Some of these modalities prove more successful than others, and “The Balconettes” almost completely loses its footing with the ghost stuff, but even Merlant’s clumsiest swings help to serve the high-wire kookiness of her greater design. Like Nicole, Merlant bristles against narrative strictures and other oppressive norms, and her eagerness to shake loose from them is more important to the movie’s ethos — and its basic sense of fun — than her success in doing so. The flamboyant but nuanced performances she inspires from both herself and her co-stars have a way of reflecting that same lust for freedom, and the ever-deepening sense of sisterhood that binds the roommates together is textured enough for the rest of “The Balconettes” to indulge in the obviousness that surrounds them.

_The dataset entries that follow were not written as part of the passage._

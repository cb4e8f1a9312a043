//! Configuration constants.
//!
//! Defaults for every setting exposed on the command line, plus a few fixed
//! operational parameters.

/// Place name geocoded to build the campus polygon.
pub const DEFAULT_LOCATION_NAME: &str = "Pontificia Universidad Javeriana, Cali, Colombia";

/// Zoom level used when rendering the map.
pub const DEFAULT_MAP_ZOOM: u8 = 17;

/// Base URL of the Nominatim geocoding service.
pub const DEFAULT_GEOCODER_URL: &str = "https://nominatim.openstreetmap.org";

/// Per-request timeout in seconds for outbound HTTP calls.
pub const DEFAULT_TIMEOUT_SECS: u64 = 10;
/// Smallest refresh interval accepted by the dashboard.
pub const MIN_REFRESH_SECS: u64 = 1;

/// User-Agent sent to the geocoder and the API.
///
/// Nominatim's usage policy rejects requests without an identifying agent.
pub const DEFAULT_USER_AGENT: &str = concat!("campus_tracker/", env!("CARGO_PKG_VERSION"));

// API server
/// Interface the API binds to.
pub const DEFAULT_HOST: &str = "127.0.0.1";
/// Port the API binds to.
pub const DEFAULT_PORT: u16 = 8000;
/// Base URL the dashboard talks to when neither `--api-url` nor
/// `TRACKER_API_URL` is set.
pub const DEFAULT_API_URL: &str = "http://localhost:8000";
/// Environment variable holding the dashboard's API base URL.
pub const API_URL_ENV: &str = "TRACKER_API_URL";

// Point store
/// Number of records returned by `LocationStore::latest` when no limit is given.
pub const DEFAULT_LATEST_LIMIT: usize = 10;

/// Source tag for records created without an explicit source.
pub const SOURCE_MANUAL: &str = "manual";
/// Source tag assigned by the API when the request omits one.
pub const SOURCE_API: &str = "api";
/// Source tag for demo points seeded at startup.
pub const SOURCE_SEED: &str = "seed";
/// Source tag for points submitted from the dashboard.
pub const SOURCE_DASHBOARD: &str = "dashboard";

// Map rendering
/// Stroke and fill color of the campus outline.
pub const POLYGON_COLOR: &str = "red";
/// Fill opacity of the campus outline.
pub const POLYGON_FILL_OPACITY: f64 = 0.3;
/// Color of the path connecting the points.
pub const PATH_COLOR: &str = "blue";
/// Stroke width of the connecting path, in pixels.
pub const PATH_WEIGHT: f64 = 2.5;
/// Prefix of the popup text given to markers without a label.
pub const DEFAULT_MARKER_PREFIX: &str = "Punto";

// Dashboard
/// Display timezone name shown in the table header.
pub const DISPLAY_TIMEZONE_NAME: &str = "America/Bogota";
/// Fixed UTC offset of the display timezone (Colombia observes no DST).
pub const DISPLAY_UTC_OFFSET_SECS: i32 = -5 * 60 * 60;
/// Map file written by the dashboard.
pub const DEFAULT_DASHBOARD_MAP_PATH: &str = "dashboard_map.html";
/// Map file written by the static map stage.
pub const DEFAULT_STATIC_MAP_PATH: &str = "stage1_map.html";
/// Latitude pre-filled for manual points (campus main entrance).
pub const DEFAULT_MANUAL_LATITUDE: f64 = 3.3415;
/// Longitude paired with `DEFAULT_MANUAL_LATITUDE`.
pub const DEFAULT_MANUAL_LONGITUDE: f64 = -76.5295;
/// Label pre-filled for manual points.
pub const DEFAULT_MANUAL_LABEL: &str = "Punto manual";
/// Summary text for a last point without a label.
pub const UNLABELLED_POINT: &str = "Sin etiqueta";
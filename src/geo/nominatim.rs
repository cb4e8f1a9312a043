//! Nominatim search client.
//!
//! Issues a single `/search` request with `polygon_geojson=1` and turns the
//! first result's GeoJSON into a `LocationGeometry`.

use geo::{Area, LineString, Polygon};
use reqwest::Client;
use serde::Deserialize;
use url::Url;

use super::types::LocationGeometry;
use crate::error_handling::GeometryResolutionError;

#[derive(Debug, Deserialize)]
struct SearchResult {
    #[serde(default)]
    geojson: Option<RawGeometry>,
}

#[derive(Debug, Deserialize)]
struct RawGeometry {
    #[serde(rename = "type")]
    kind: String,
    #[serde(default)]
    coordinates: serde_json::Value,
}

type Ring = Vec<Vec<f64>>;

/// An exterior ring as a polygon, plus its `(lon, lat)` pairs as received.
type Boundary = (Polygon<f64>, Vec<(f64, f64)>);

/// Builds the search URL for `name` under `base_url`, keeping any path
/// prefix the base already has.
fn search_url(base_url: &str, name: &str) -> Result<Url, GeometryResolutionError> {
    let invalid = |source| GeometryResolutionError::InvalidUrl {
        url: base_url.to_string(),
        source,
    };
    let mut url = Url::parse(base_url).map_err(invalid)?;
    url.path_segments_mut()
        .map_err(|_| invalid(url::ParseError::RelativeUrlWithCannotBeABaseBase))?
        .pop_if_empty()
        .push("search");
    url.query_pairs_mut()
        .append_pair("q", name)
        .append_pair("format", "jsonv2")
        .append_pair("polygon_geojson", "1")
        .append_pair("limit", "1");
    Ok(url)
}

/// Resolves `name` against the geocoder at `base_url`.
///
/// No caching and no retry; see `GeometryLoader` for the cached entry point.
///
/// # Errors
///
/// Returns `GeometryResolutionError` if the request fails, the geocoder
/// answers with a non-success status, nothing matches, or the match is not
/// an area.
pub async fn fetch_geometry(
    client: &Client,
    base_url: &str,
    name: &str,
) -> Result<LocationGeometry, GeometryResolutionError> {
    let url = search_url(base_url, name)?;
    log::debug!("Geocoding '{}' via {}", name, url);

    let request_error = |source| GeometryResolutionError::Request {
        name: name.to_string(),
        source,
    };
    let response = client.get(url).send().await.map_err(request_error)?;
    let status = response.status();
    if !status.is_success() {
        return Err(GeometryResolutionError::Status {
            name: name.to_string(),
            status: status.as_u16(),
        });
    }
    let results: Vec<SearchResult> = response.json().await.map_err(request_error)?;

    let result = results
        .into_iter()
        .next()
        .ok_or_else(|| GeometryResolutionError::NotFound(name.to_string()))?;
    let geometry = result
        .geojson
        .ok_or_else(|| GeometryResolutionError::NoPolygon {
            name: name.to_string(),
            kind: "no geometry".to_string(),
        })?;

    let (polygon, ring) = exterior_ring(&geometry).ok_or_else(|| GeometryResolutionError::NoPolygon {
        name: name.to_string(),
        kind: geometry.kind.clone(),
    })?;

    log::debug!(
        "Resolved '{}' to a {} with {} boundary points",
        name,
        geometry.kind,
        ring.len()
    );
    Ok(LocationGeometry::from_polygon(name, &polygon, ring))
}

/// Picks the exterior ring: the only one for a `Polygon`, the one enclosing
/// the largest area for a `MultiPolygon`.
fn exterior_ring(geometry: &RawGeometry) -> Option<Boundary> {
    let candidates: Vec<Ring> = match geometry.kind.as_str() {
        "Polygon" => {
            let rings: Vec<Ring> = serde_json::from_value(geometry.coordinates.clone()).ok()?;
            rings.into_iter().take(1).collect()
        }
        "MultiPolygon" => {
            let polygons: Vec<Vec<Ring>> =
                serde_json::from_value(geometry.coordinates.clone()).ok()?;
            polygons
                .into_iter()
                .filter_map(|rings| rings.into_iter().next())
                .collect()
        }
        _ => return None,
    };

    candidates
        .into_iter()
        .filter_map(|ring| to_pairs(&ring))
        .map(|pairs| (Polygon::new(LineString::from(pairs.clone()), vec![]), pairs))
        .max_by(|(a, _), (b, _)| a.unsigned_area().total_cmp(&b.unsigned_area()))
}

/// Converts GeoJSON positions to `(lon, lat)` pairs, ignoring any altitude.
/// Rings with fewer than three positions are not areas.
fn to_pairs(ring: &Ring) -> Option<Vec<(f64, f64)>> {
    if ring.len() < 3 {
        return None;
    }
    ring.iter()
        .map(|position| match position.as_slice() {
            [lon, lat, ..] => Some((*lon, *lat)),
            _ => None,
        })
        .collect()
}
//! Campus geometry resolution.
//!
//! Resolves a place name into a boundary polygon and centroid using a
//! Nominatim-compatible geocoder, and caches the result per name for the
//! lifetime of the loader.

mod loader;
mod nominatim;
mod types;

// Re-export public API
pub use loader::GeometryLoader;
pub use nominatim::fetch_geometry;
pub use types::LocationGeometry;
//! API request handlers.

mod health;
mod locations;
mod map;
mod reset;

pub use health::health_handler;
pub use locations::{create_location, list_locations};
pub use map::map_handler;
pub use reset::reset_handler;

Besides, subtlety would run counter to everything Merlant is trying to achieve in this fed-up response to all the ways in which women can be rendered invisible. The balconettes’ dead photographer friend might claim that he “tries to capture the truth of a woman,” but that’s just the line he trots out before he puts a bag over his models’ heads in order to frame their bodies for his pleasure. Here, in a movie that never runs out of surprises or lets convention get in the way of following its own bliss, Merlant rips that bag off and suffocates him with it. That’s her truth as a woman, and she shows it to us so clearly that we don’t have the slightest doubt of what we’re looking at.
Grade: B+
“The Balconettes” premiered at the 2024 Cannes Film Festival. It is currently seeking U.S. distribution.